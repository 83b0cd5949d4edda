//! Property-based tests for classifier and percentile invariants.

use proptest::prelude::*;
use rust_decimal::Decimal;
use tahlil_core::types::{Direction, RatingBand};
use tahlil_rating::{classify, peer_percentile};

fn decimal_in(range: std::ops::Range<i64>) -> impl Strategy<Value = Decimal> {
    // Two-decimal fixed-point values, the precision benchmarks carry.
    (range.start * 100..range.end * 100).prop_map(|cents| Decimal::new(cents, 2))
}

proptest! {
    #[test]
    fn classify_is_total(
        value in decimal_in(-1000..1000),
        benchmark in decimal_in(-100..100),
    ) {
        for direction in [Direction::HigherBetter, Direction::LowerBetter, Direction::Balanced] {
            let band = classify(value, direction, benchmark);
            prop_assert!(matches!(
                band,
                RatingBand::Excellent
                    | RatingBand::Good
                    | RatingBand::Acceptable
                    | RatingBand::Weak
                    | RatingBand::NeedsReview
            ));
        }
    }

    #[test]
    fn higher_better_is_monotonic_in_value(
        a in decimal_in(-1000..1000),
        b in decimal_in(-1000..1000),
        benchmark in decimal_in(1..100),
    ) {
        let (low, high) = if a <= b { (a, b) } else { (b, a) };
        let band_low = classify(low, Direction::HigherBetter, benchmark);
        let band_high = classify(high, Direction::HigherBetter, benchmark);
        prop_assert!(rank(band_high) >= rank(band_low));
    }

    #[test]
    fn percentile_is_monotonic(
        mut peers in prop::collection::vec(decimal_in(-500..500), 1..50),
        a in decimal_in(-500..500),
        b in decimal_in(-500..500),
    ) {
        peers.sort_unstable();
        let (low, high) = if a <= b { (a, b) } else { (b, a) };
        let p_low = peer_percentile(&peers, low).unwrap();
        let p_high = peer_percentile(&peers, high).unwrap();
        prop_assert!(p_high >= p_low);
    }

    #[test]
    fn percentile_is_bounded(
        peers in prop::collection::vec(decimal_in(-500..500), 1..50),
        value in decimal_in(-1000..1000),
    ) {
        let p = peer_percentile(&peers, value).unwrap();
        prop_assert!(p >= Decimal::ZERO);
        prop_assert!(p <= Decimal::from(100));
    }
}

/// Band quality rank for monotonicity checks (higher is better).
fn rank(band: RatingBand) -> u8 {
    match band {
        RatingBand::Excellent => 3,
        RatingBand::Good => 2,
        RatingBand::Acceptable => 1,
        RatingBand::Weak | RatingBand::NeedsReview => 0,
    }
}
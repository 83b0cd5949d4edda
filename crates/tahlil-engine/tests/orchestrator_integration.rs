//! End-to-end orchestrator runs over the standard and extended catalogs.

use rust_decimal_macros::dec;
use tahlil_analytics::{registry, RegisteredUnit, Registry};
use tahlil_core::prelude::*;
use tahlil_engine::{EngineConfig, Orchestrator, Selection};

fn series() -> StatementSeries {
    let statement = Statement::new(2024, Currency::SAR)
        .with_balance_sheet(BalanceSheet {
            cash: Some(dec!(50_000)),
            current_assets: Some(dec!(200_000)),
            current_liabilities: Some(dec!(100_000)),
            total_assets: Some(dec!(500_000)),
            total_liabilities: Some(dec!(250_000)),
            shareholders_equity: Some(dec!(250_000)),
            ..BalanceSheet::default()
        })
        .with_income_statement(IncomeStatement {
            revenue: Some(dec!(400_000)),
            net_income: Some(dec!(40_000)),
            ..IncomeStatement::default()
        });
    StatementSeries::from_statements("ACME", vec![statement]).unwrap()
}

#[test]
fn full_run_yields_exactly_one_result_per_unit() {
    let context = CompanyContext::new("ACME", Sector::Industrial);
    let report = Orchestrator::new().run(&series(), &context, &Selection::all());
    assert_eq!(report.len(), registry().len());

    // No unit silently dropped, no duplicates.
    let mut ids: Vec<&str> = report.all_results().map(|r| r.id.as_str()).collect();
    ids.sort_unstable();
    ids.dedup();
    assert_eq!(ids.len(), registry().len());
}

#[test]
fn every_computed_result_has_a_rating_and_others_do_not() {
    let context = CompanyContext::new("ACME", Sector::Industrial);
    let report = Orchestrator::new().run(&series(), &context, &Selection::all());
    for result in report.all_results() {
        match result.status {
            Status::Computed => {
                assert!(result.rating.is_some(), "{} computed without rating", result.id);
                assert!(result.value.is_some());
                assert!(result.interpretation.is_some());
            }
            Status::Unavailable => {
                assert!(result.rating.is_none(), "{} unavailable with rating", result.id);
                assert!(result.unavailable_reason.is_some());
            }
            Status::Failed => {
                assert!(result.rating.is_none());
                assert!(result.failure.is_some());
            }
        }
    }
}

#[test]
fn zero_denominator_end_to_end_is_unavailable_division_by_zero() {
    let statement = Statement::new(2024, Currency::SAR).with_balance_sheet(BalanceSheet {
        current_assets: Some(dec!(200_000)),
        current_liabilities: Some(dec!(0)),
        ..BalanceSheet::default()
    });
    let series = StatementSeries::from_statements("ACME", vec![statement]).unwrap();
    let context = CompanyContext::new("ACME", Sector::Industrial);
    let report = Orchestrator::new().run(&series, &context, &Selection::all());
    let result = report
        .all_results()
        .find(|r| r.id == "current_ratio")
        .unwrap();
    assert_eq!(result.status, Status::Unavailable);
    assert_eq!(result.unavailable_reason, Some(Reason::DivisionByZero));
}

#[test]
fn tier_and_category_filters_compose() {
    let context = CompanyContext::new("ACME", Sector::Industrial);
    let selection = Selection::all()
        .with_tier(Tier::Basic)
        .with_categories(vec![Category::Liquidity]);
    let report = Orchestrator::new().run(&series(), &context, &selection);
    assert!(!report.is_empty());
    for result in report.all_results() {
        assert_eq!(result.tier, Tier::Basic);
        assert_eq!(result.category, Category::Liquidity);
    }
}

#[test]
fn parallel_and_sequential_runs_are_identical() {
    let context = CompanyContext::new("ACME", Sector::Industrial);
    let sequential = Orchestrator::new()
        .with_config(EngineConfig::sequential())
        .run(&series(), &context, &Selection::all());
    let threaded = Orchestrator::new()
        .with_config(EngineConfig::new().with_threshold(1))
        .run(&series(), &context, &Selection::all());
    assert_eq!(
        serde_json::to_vec(&sequential).unwrap(),
        serde_json::to_vec(&threaded).unwrap()
    );
}

#[test]
fn industry_benchmark_overrides_descriptor_default() {
    let mut industry = IndustryBenchmark::new();
    // Against an industry average of 1.5, a 2.0 current ratio is excellent.
    industry.insert("current_ratio", dec!(1.5));
    let context = CompanyContext::new("ACME", Sector::Industrial).with_industry(industry);
    let report = Orchestrator::new().run(&series(), &context, &Selection::all());
    let result = report
        .all_results()
        .find(|r| r.id == "current_ratio")
        .unwrap();
    assert_eq!(result.rating, Some(RatingBand::Excellent));
    let comparison = result.benchmark.as_ref().unwrap();
    assert_eq!(comparison.benchmark, dec!(1.5));
    assert_eq!(comparison.source, BenchmarkSource::IndustryTable);
}

#[test]
fn adding_a_unit_to_the_registry_appears_in_the_next_run() {
    // Registry with one extra unit; no orchestrator or classifier changes.
    let mut units = vec![RegisteredUnit::new(
        "cash_to_equity",
        ("Cash to Equity", "النقد إلى حقوق الملكية"),
        Tier::Basic,
        Category::Liquidity,
        Direction::HigherBetter,
        dec!(0.2),
        UnitOfMeasure::Times,
        &[Field::Cash, Field::ShareholdersEquity],
        |input| {
            let cash = input.get(Field::Cash)?;
            let equity = input.get(Field::ShareholdersEquity)?;
            if equity.is_zero() {
                return Err(Reason::DivisionByZero);
            }
            Ok(AnalysisValue::Ratio(cash / equity))
        },
    )];
    // Keep one stock unit alongside to prove grouping still works.
    units.push(RegisteredUnit::new(
        "current_ratio",
        ("Current Ratio", "النسبة الجارية"),
        Tier::Basic,
        Category::Liquidity,
        Direction::HigherBetter,
        dec!(2.0),
        UnitOfMeasure::Times,
        &[Field::CurrentAssets, Field::CurrentLiabilities],
        |input| {
            let assets = input.get(Field::CurrentAssets)?;
            let liabilities = input.get(Field::CurrentLiabilities)?;
            if liabilities.is_zero() {
                return Err(Reason::DivisionByZero);
            }
            Ok(AnalysisValue::Ratio(assets / liabilities))
        },
    ));
    let extended = Registry::from_units(units);

    let context = CompanyContext::new("ACME", Sector::Industrial);
    let report =
        Orchestrator::with_registry(&extended).run(&series(), &context, &Selection::all());

    assert_eq!(report.len(), 2);
    let custom = report
        .all_results()
        .find(|r| r.id == "cash_to_equity")
        .expect("custom unit missing from run output");
    assert_eq!(custom.category, Category::Liquidity);
    assert_eq!(custom.status, Status::Computed);
    assert_eq!(custom.value, Some(AnalysisValue::Ratio(dec!(0.2))));
    assert!(custom.rating.is_some());
    assert!(custom.interpretation.is_some());
}

#[test]
fn report_serializes_with_stable_category_order() {
    let context = CompanyContext::new("ACME", Sector::Industrial);
    let report = Orchestrator::new().run(&series(), &context, &Selection::all());
    let mut last_index = 0;
    for section in &report.sections {
        let index = Category::ALL
            .iter()
            .position(|c| *c == section.category)
            .unwrap();
        assert!(index >= last_index, "sections out of declaration order");
        last_index = index;
    }
}
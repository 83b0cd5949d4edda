//! The orchestrator: selection resolution, per-unit evaluation with fault
//! isolation, and report assembly.

use crate::config::EngineConfig;
use crate::parallel::maybe_parallel_map;
use crate::report::{CategorizedReport, CategorySection, ReportSummary};
use crate::selection::Selection;
use std::collections::hash_map::DefaultHasher;
use std::hash::{Hash, Hasher};
use std::panic::{catch_unwind, AssertUnwindSafe};
use tahlil_analytics::{registry, ComputeInput, RegisteredUnit, Registry};
use tahlil_core::types::{
    AnalysisResult, Category, CompanyContext, Outcome, Reason, StatementSeries, Status,
};
use tahlil_rating::{classify, compare, narrate};

/// Runs selections against a registry and assembles categorized reports.
///
/// A run never throws: every selected unit yields exactly one result with
/// status `computed`, `unavailable` or `failed`.
#[derive(Debug)]
pub struct Orchestrator<'r> {
    registry: &'r Registry,
    config: EngineConfig,
}

impl Default for Orchestrator<'static> {
    fn default() -> Self {
        Self::new()
    }
}

impl Orchestrator<'static> {
    /// Creates an orchestrator over the standard catalog.
    #[must_use]
    pub fn new() -> Self {
        Self {
            registry: registry(),
            config: EngineConfig::default(),
        }
    }
}

impl<'r> Orchestrator<'r> {
    /// Creates an orchestrator over an explicit registry.
    ///
    /// Used by callers extending the catalog: a registry with an extra
    /// entry produces the extra result with no engine changes.
    #[must_use]
    pub fn with_registry(registry: &'r Registry) -> Self {
        Self {
            registry,
            config: EngineConfig::default(),
        }
    }

    /// Replaces the engine configuration.
    #[must_use]
    pub fn with_config(mut self, config: EngineConfig) -> Self {
        self.config = config;
        self
    }

    /// Evaluates every selected unit and assembles the categorized report.
    ///
    /// Results are grouped by category in declaration order and sorted by
    /// unit id within each category, so output is identical regardless of
    /// dispatch order or pool size.
    #[must_use]
    pub fn run(
        &self,
        series: &StatementSeries,
        context: &CompanyContext,
        selection: &Selection,
    ) -> CategorizedReport {
        let units = self
            .registry
            .filter(selection.tier, selection.categories.as_slice());
        let input = ComputeInput::latest(series, context);
        let digest = inputs_digest(series, context);

        let mut results: Vec<AnalysisResult> =
            maybe_parallel_map(&units, &self.config, |unit| {
                evaluate_unit(unit, input, digest)
            });
        results.sort_by(|a, b| a.id.cmp(&b.id));

        let mut sections: Vec<CategorySection> = Vec::new();
        for category in Category::ALL {
            let in_category: Vec<AnalysisResult> = results
                .iter()
                .filter(|r| r.category == category)
                .cloned()
                .collect();
            if !in_category.is_empty() {
                sections.push(CategorySection {
                    category,
                    results: in_category,
                });
            }
        }

        let summary = ReportSummary::from_sections(&sections);
        CategorizedReport { sections, summary }
    }
}

/// Evaluates one unit, isolating faults to a `failed` result.
fn evaluate_unit(
    unit: &RegisteredUnit,
    input: Option<ComputeInput<'_>>,
    digest: u64,
) -> AnalysisResult {
    let descriptor = unit.descriptor();
    let base = AnalysisResult {
        id: descriptor.id.to_string(),
        name: descriptor.name.clone(),
        category: descriptor.category,
        tier: descriptor.tier,
        status: Status::Unavailable,
        value: None,
        rating: None,
        benchmark: None,
        interpretation: None,
        recommendations: Vec::new(),
        unavailable_reason: None,
        failure: None,
    };

    // An empty series means nothing is computable; still one result per unit.
    let Some(input) = input else {
        return AnalysisResult {
            unavailable_reason: Some(Reason::InsufficientHistory {
                needed: 1,
                available: 0,
            }),
            ..base
        };
    };

    let outcome = catch_unwind(AssertUnwindSafe(|| unit.compute(&input)));
    match outcome {
        Err(payload) => {
            let message = panic_message(&payload);
            tracing::error!(
                unit = descriptor.id,
                inputs_digest = digest,
                "computation fault: {message}"
            );
            AnalysisResult {
                status: Status::Failed,
                failure: Some(message),
                ..base
            }
        }
        Ok(Outcome::NotComputable(reason)) => AnalysisResult {
            unavailable_reason: Some(reason),
            ..base
        },
        Ok(Outcome::Value(value)) => {
            let comparison = compare(value.scalar(), descriptor, input.context);
            let band = classify(value.scalar(), descriptor.direction, comparison.benchmark);
            let narrative = narrate(&value, band, descriptor);
            AnalysisResult {
                status: Status::Computed,
                value: Some(value),
                rating: Some(band),
                benchmark: Some(comparison),
                interpretation: Some(narrative.interpretation),
                recommendations: narrative.recommendations,
                ..base
            }
        }
    }
}

/// Stable digest of the run inputs, for fault logs only.
///
/// Identifies which company/periods a fault occurred against without
/// logging any business figures.
fn inputs_digest(series: &StatementSeries, context: &CompanyContext) -> u64 {
    let mut hasher = DefaultHasher::new();
    context.company.hash(&mut hasher);
    for statement in series.statements() {
        statement.year.hash(&mut hasher);
        statement.currency.code().hash(&mut hasher);
    }
    hasher.finish()
}

fn panic_message(payload: &(dyn std::any::Any + Send)) -> String {
    if let Some(s) = payload.downcast_ref::<&str>() {
        (*s).to_string()
    } else if let Some(s) = payload.downcast_ref::<String>() {
        s.clone()
    } else {
        "unit computation panicked".to_string()
    }
}

#[cfg(test)]
mod tests {
    use super::*;
    use rust_decimal_macros::dec;
    use tahlil_core::types::{
        BalanceSheet, Currency, RatingBand, Sector, Statement,
    };

    fn series() -> StatementSeries {
        let mut series = StatementSeries::new("ACME");
        series
            .push(
                Statement::new(2024, Currency::SAR).with_balance_sheet(BalanceSheet {
                    current_assets: Some(dec!(200_000)),
                    current_liabilities: Some(dec!(100_000)),
                    ..BalanceSheet::default()
                }),
            )
            .unwrap();
        series
    }

    #[test]
    fn test_one_result_per_selected_unit() {
        let series = series();
        let context = CompanyContext::new("ACME", Sector::Industrial);
        let report = Orchestrator::new().run(&series, &context, &Selection::all());
        assert_eq!(report.len(), registry().len());
    }

    #[test]
    fn test_current_ratio_good_against_default_benchmark() {
        let series = series();
        let context = CompanyContext::new("ACME", Sector::Industrial);
        let report = Orchestrator::new().run(&series, &context, &Selection::all());
        let result = report
            .all_results()
            .find(|r| r.id == "current_ratio")
            .unwrap();
        assert_eq!(result.status, Status::Computed);
        assert_eq!(result.rating, Some(RatingBand::Good));
    }

    #[test]
    fn test_missing_data_is_unavailable_not_failed() {
        let series = series();
        let context = CompanyContext::new("ACME", Sector::Industrial);
        let report = Orchestrator::new().run(&series, &context, &Selection::all());
        let roe = report
            .all_results()
            .find(|r| r.id == "return_on_equity")
            .unwrap();
        assert_eq!(roe.status, Status::Unavailable);
        assert!(roe.unavailable_reason.is_some());
        assert!(roe.rating.is_none());
    }

    #[test]
    fn test_empty_series_still_yields_full_report() {
        let series = StatementSeries::new("ACME");
        let context = CompanyContext::new("ACME", Sector::Industrial);
        let report = Orchestrator::new().run(&series, &context, &Selection::all());
        assert_eq!(report.len(), registry().len());
        assert!(report.all_results().all(|r| r.status == Status::Unavailable));
    }

    #[test]
    fn test_results_sorted_by_id_within_category() {
        let series = series();
        let context = CompanyContext::new("ACME", Sector::Industrial);
        let report = Orchestrator::new().run(&series, &context, &Selection::all());
        for section in &report.sections {
            let ids: Vec<&str> = section.results.iter().map(|r| r.id.as_str()).collect();
            let mut sorted = ids.clone();
            sorted.sort_unstable();
            assert_eq!(ids, sorted, "category {} out of order", section.category);
        }
    }

    #[test]
    fn test_identical_runs_are_byte_identical() {
        let series = series();
        let context = CompanyContext::new("ACME", Sector::Industrial);
        let orchestrator = Orchestrator::new();
        let a = orchestrator.run(&series, &context, &Selection::all());
        let b = orchestrator.run(&series, &context, &Selection::all());
        assert_eq!(
            serde_json::to_vec(&a).unwrap(),
            serde_json::to_vec(&b).unwrap()
        );
    }
}
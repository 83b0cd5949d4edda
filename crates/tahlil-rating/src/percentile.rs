//! Peer percentile placement.

use rust_decimal::Decimal;
use rust_decimal_macros::dec;

/// Percentile of `value` within a peer distribution.
///
/// Defined as `(count of peers <= value) / peer count * 100`, ties counted
/// inclusively, which makes the result monotonic in `value` for a fixed
/// peer set. Returns `None` for an empty peer set; missing peer data is an
/// unavailability reason upstream, never an error here.
#[must_use]
pub fn peer_percentile(peers: &[Decimal], value: Decimal) -> Option<Decimal> {
    if peers.is_empty() {
        return None;
    }
    let at_or_below = peers.iter().filter(|p| **p <= value).count();
    Some(Decimal::from(at_or_below) / Decimal::from(peers.len()) * dec!(100))
}
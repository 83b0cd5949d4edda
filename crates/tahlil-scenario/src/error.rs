//! Error types for the scenario sub-engine.

use thiserror::Error;

/// A specialized Result type for scenario operations.
pub type ScenarioResult<T> = Result<T, ScenarioError>;

/// Errors raised while defining or running a scenario.
#[derive(Error, Debug, Clone, PartialEq)]
pub enum ScenarioError {
    /// An assumption fell outside its plausible bounds.
    #[error("Invalid assumption: {field} = {value} ({reason})")]
    InvalidAssumption {
        /// Assumption field name.
        field: &'static str,
        /// Rejected value.
        value: f64,
        /// Why it was rejected.
        reason: String,
    },

    /// The series holds no statement to project from.
    #[error("No baseline: the statement series is empty")]
    EmptyHistory,

    /// The latest statement is missing a figure projection needs.
    #[error("Missing baseline figure: {field}")]
    MissingBaseline {
        /// The absent statement field.
        field: &'static str,
    },

    /// A state-machine method was called out of order.
    #[error("Invalid scenario state: expected {expected}, was {actual}")]
    InvalidState {
        /// State the operation requires.
        expected: &'static str,
        /// State the scenario was in.
        actual: &'static str,
    },
}

impl ScenarioError {
    /// Creates an invalid-assumption error.
    #[must_use]
    pub fn invalid_assumption(
        field: &'static str,
        value: f64,
        reason: impl Into<String>,
    ) -> Self {
        Self::InvalidAssumption {
            field,
            value,
            reason: reason.into(),
        }
    }
}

########################################

What the task requires: Only the lines above from the line containing "use crate::selection::Selection;" through the line containing "pub fn new()" should be retyped, exactly and with both ends included.

Expected answer:
use crate::selection::Selection;
use std::collections::hash_map::DefaultHasher;
use std::hash::{Hash, Hasher};
use std::panic::{catch_unwind, AssertUnwindSafe};
use tahlil_analytics::{registry, ComputeInput, RegisteredUnit, Registry};
use tahlil_core::types::{
    AnalysisResult, Category, CompanyContext, Outcome, Reason, StatementSeries, Status,
};
use tahlil_rating::{classify, compare, narrate};

/// Runs selections against a registry and assembles categorized reports.
///
/// A run never throws: every selected unit yields exactly one result with
/// status `computed`, `unavailable` or `failed`.
#[derive(Debug)]
pub struct Orchestrator<'r> {
    registry: &'r Registry,
    config: EngineConfig,
}

impl Default for Orchestrator<'static> {
    fn default() -> Self {
        Self::new()
    }
}

impl Orchestrator<'static> {
    /// Creates an orchestrator over the standard catalog.
    #[must_use]
    pub fn new() -> Self {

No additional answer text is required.